(WORK REQUIRED)
Sort through the entries below and pull out lines containing the word "presets".

(EXTRACTED RECORDS)
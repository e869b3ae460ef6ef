use crate::describe::keywords::{Easing, Effect, KeywordTable, MovementKind, Timing, any_match};

#[derive(Clone, Debug, Default, PartialEq, serde::Serialize, serde::Deserialize)]
/// Structured animation intent recovered from a free-text description.
pub struct FeatureSet {
    /// Requested movements, deduplicated, in keyword-table scan order.
    #[serde(rename = "movement")]
    pub movements: Vec<MovementKind>,
    /// Duration bucket.
    pub timing: Timing,
    /// Easing curve.
    pub easing: Easing,
    /// Shorthand modifiers; `infinite` always precedes `alternate`.
    pub effects: Vec<Effect>,
}

impl FeatureSet {
    /// True when no movement keyword matched.
    pub fn is_static(&self) -> bool {
        self.movements.is_empty()
    }
}

/// Scan `description` against `table` and return the recognised features.
///
/// Matching is case-insensitive substring search; anything unrecognised is ignored, so every
/// input (including the empty string) yields a well-formed [`FeatureSet`].
#[tracing::instrument(level = "debug", skip(table))]
pub fn extract(table: &KeywordTable, description: &str) -> FeatureSet {
    let text = description.to_lowercase();

    let mut movements = Vec::<MovementKind>::new();
    for entry in &table.movements {
        if !movements.contains(&entry.kind) && any_match(&text, &entry.keywords) {
            movements.push(entry.kind);
        }
    }

    // fast wins when both match
    let timing = if any_match(&text, &table.fast) {
        Timing::Fast
    } else if any_match(&text, &table.slow) {
        Timing::Slow
    } else {
        Timing::Normal
    };

    let easing = if any_match(&text, &table.linear) {
        Easing::Linear
    } else if any_match(&text, &table.elastic) || any_match(&text, &table.bounce_easing) {
        Easing::ELASTIC
    } else {
        Easing::Ease
    };

    let mut effects = Vec::with_capacity(2);
    if any_match(&text, &table.infinite) {
        effects.push(Effect::Infinite);
    }
    if any_match(&text, &table.alternate) {
        effects.push(Effect::Alternate);
    }

    let features = FeatureSet {
        movements,
        timing,
        easing,
        effects,
    };
    tracing::debug!(?features, "extracted animation features");
    features
}

#[cfg(test)]
#[path = "../../tests/unit/describe/extract.rs"]
mod tests;
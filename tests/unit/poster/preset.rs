use super::*;

#[test]
fn lookup_is_case_insensitive_and_rejects_unknown() {
    assert_eq!(PresetAnimation::from_name("Pulse"), Some(PresetAnimation::Pulse));
    assert_eq!(PresetAnimation::from_name(" rotate "), Some(PresetAnimation::Rotate));
    assert_eq!(PresetAnimation::from_name("wobble"), None);
    for preset in PresetAnimation::ALL {
        assert_eq!(PresetAnimation::from_name(preset.name()), Some(preset));
    }
}

#[test]
fn declarations_carry_durations() {
    assert_eq!(
        PresetAnimation::Rotate.declaration(),
        "animation: rotate 10s infinite linear;"
    );
    assert_eq!(
        PresetAnimation::Slide.declaration(),
        "animation: slide 3s infinite;"
    );
}

#[test]
fn bounce_rests_on_shared_frames() {
    let tl = PresetAnimation::Bounce.timeline();
    for p in [0, 20, 50, 80, 100] {
        assert_eq!(tl.get(p, "transform"), Some("translateY(0)"), "{p}%");
    }
    assert_eq!(tl.get(40, "transform"), Some("translateY(-10px)"));
    assert_eq!(tl.get(60, "transform"), Some("translateY(-5px)"));
}

#[test]
fn keyframes_are_named_after_preset() {
    let css = PresetAnimation::Fade.keyframes_css();
    assert!(css.starts_with("@keyframes fade {"));
    assert!(css.contains("    50% { opacity: 1; }"));
}

#[test]
fn templates_render_keyframes_and_rule() {
    let t = AnimationTemplate::from_name("SLIDE_BOUNCE").unwrap();
    assert_eq!(t.name(), "slide_bounce");
    let css = t.css();
    assert!(css.contains(
        "    0% { transform: translateX(-100px) scale(0.8); opacity: 0; }"
    ));
    assert!(css.contains("    80% { transform: translateX(-10px) scale(1.05); }"));
    assert!(css.ends_with(
        ".animation-slide_bounce {\n    animation: slide_bounce 1.5s ease-out;\n}"
    ));

    let t = AnimationTemplate::from_name("fade_scale").unwrap();
    assert_eq!(t.easing(), Easing::EaseInOut);
    assert_eq!(t.shorthand(), "fade_scale 2s ease-in-out");
    assert!(t.css().contains("animation: fade_scale 2s ease-in-out;"));
    assert!(AnimationTemplate::from_name("pulse").is_none());
}
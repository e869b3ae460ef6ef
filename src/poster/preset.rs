use crate::{
    describe::keywords::Easing,
    keyframes::timeline::{KeyframeTimeline, render_animation_rule},
};

#[derive(Clone, Copy, Debug, PartialEq, Eq, serde::Serialize, serde::Deserialize)]
#[serde(rename_all = "lowercase")]
/// Built-in container animation selectable by name.
pub enum PresetAnimation {
    /// Slight breathing scale.
    Pulse,
    /// Damped vertical hop.
    Bounce,
    /// Opacity shimmer.
    Fade,
    /// Side-to-side sway.
    Slide,
    /// Slow continuous spin.
    Rotate,
}

impl PresetAnimation {
    /// All presets in catalogue order.
    pub const ALL: [Self; 5] = [
        Self::Pulse,
        Self::Bounce,
        Self::Fade,
        Self::Slide,
        Self::Rotate,
    ];

    /// Look up a preset by name (case-insensitive).
    pub fn from_name(name: &str) -> Option<Self> {
        let name = name.trim().to_ascii_lowercase();
        Self::ALL.into_iter().find(|p| p.name() == name)
    }

    /// Catalogue name, also used as the `@keyframes` name.
    pub fn name(self) -> &'static str {
        match self {
            Self::Pulse => "pulse",
            Self::Bounce => "bounce",
            Self::Fade => "fade",
            Self::Slide => "slide",
            Self::Rotate => "rotate",
        }
    }

    /// Animation shorthand applied to the poster container.
    pub fn shorthand(self) -> &'static str {
        match self {
            Self::Pulse => "pulse 2s infinite",
            Self::Bounce => "bounce 2s infinite",
            Self::Fade => "fade 2s infinite",
            Self::Slide => "slide 3s infinite",
            Self::Rotate => "rotate 10s infinite linear",
        }
    }

    /// `animation: ...;` declaration for the container rule.
    pub fn declaration(self) -> String {
        format!("animation: {};", self.shorthand())
    }

    fn frames(self) -> &'static [(u8, &'static str, &'static str)] {
        match self {
            Self::Pulse => &[
                (0, "transform", "scale(1)"),
                (50, "transform", "scale(1.05)"),
                (100, "transform", "scale(1)"),
            ],
            Self::Bounce => &[
                (0, "transform", "translateY(0)"),
                (20, "transform", "translateY(0)"),
                (40, "transform", "translateY(-10px)"),
                (50, "transform", "translateY(0)"),
                (60, "transform", "translateY(-5px)"),
                (80, "transform", "translateY(0)"),
                (100, "transform", "translateY(0)"),
            ],
            Self::Fade => &[
                (0, "opacity", "0.8"),
                (50, "opacity", "1"),
                (100, "opacity", "0.8"),
            ],
            Self::Slide => &[
                (0, "transform", "translateX(-10px)"),
                (50, "transform", "translateX(10px)"),
                (100, "transform", "translateX(-10px)"),
            ],
            Self::Rotate => &[
                (0, "transform", "rotate(0deg)"),
                (100, "transform", "rotate(360deg)"),
            ],
        }
    }

    /// Keyframe timeline of this preset.
    pub fn timeline(self) -> KeyframeTimeline {
        KeyframeTimeline::from_triples(self.frames())
    }

    /// `@keyframes` block for this preset.
    pub fn keyframes_css(self) -> String {
        self.timeline().render_keyframes(self.name())
    }
}

/// Canned compound animation shipped alongside the presets.
#[derive(Clone, Copy, Debug, PartialEq)]
pub struct AnimationTemplate {
    name: &'static str,
    duration: &'static str,
    easing: Easing,
    frames: &'static [(u8, &'static str, &'static str)],
}

/// Ready-made compound animations.
pub static TEMPLATES: [AnimationTemplate; 2] = [
    AnimationTemplate {
        name: "slide_bounce",
        duration: "1.5s",
        easing: Easing::EaseOut,
        frames: &[
            (0, "transform", "translateX(-100px) scale(0.8)"),
            (0, "opacity", "0"),
            (60, "transform", "translateX(20px) scale(1.1)"),
            (60, "opacity", "1"),
            (80, "transform", "translateX(-10px) scale(1.05)"),
            (100, "transform", "translateX(0) scale(1)"),
            (100, "opacity", "1"),
        ],
    },
    AnimationTemplate {
        name: "fade_scale",
        duration: "2s",
        easing: Easing::EaseInOut,
        frames: &[
            (0, "transform", "scale(0.5)"),
            (0, "opacity", "0"),
            (50, "transform", "scale(1.1)"),
            (50, "opacity", "0.8"),
            (100, "transform", "scale(1)"),
            (100, "opacity", "1"),
        ],
    },
];

impl AnimationTemplate {
    /// Look up a template by name (case-insensitive).
    pub fn from_name(name: &str) -> Option<&'static Self> {
        let name = name.trim().to_ascii_lowercase();
        TEMPLATES.iter().find(|t| t.name == name)
    }

    /// Template name, also the `@keyframes` name.
    pub fn name(&self) -> &'static str {
        self.name
    }

    /// Easing curve of this template.
    pub fn easing(&self) -> Easing {
        self.easing
    }

    /// `<name> <duration> <easing>` animation shorthand.
    pub fn shorthand(&self) -> String {
        format!("{} {} {}", self.name, self.duration, self.easing)
    }

    /// Keyframe timeline of this template.
    pub fn timeline(&self) -> KeyframeTimeline {
        KeyframeTimeline::from_triples(self.frames)
    }

    /// `@keyframes` block followed by the `.animation-<name>` rule.
    pub fn css(&self) -> String {
        format!(
            "{}\n{}",
            self.timeline().render_keyframes(self.name),
            render_animation_rule(self.name, &self.shorthand())
        )
    }
}

#[cfg(test)]
#[path = "../../tests/unit/poster/preset.rs"]
mod tests;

(WRITTEN REPLY)
    /// All presets in catalogue order.
/// Canned compound animation shipped alongside the presets.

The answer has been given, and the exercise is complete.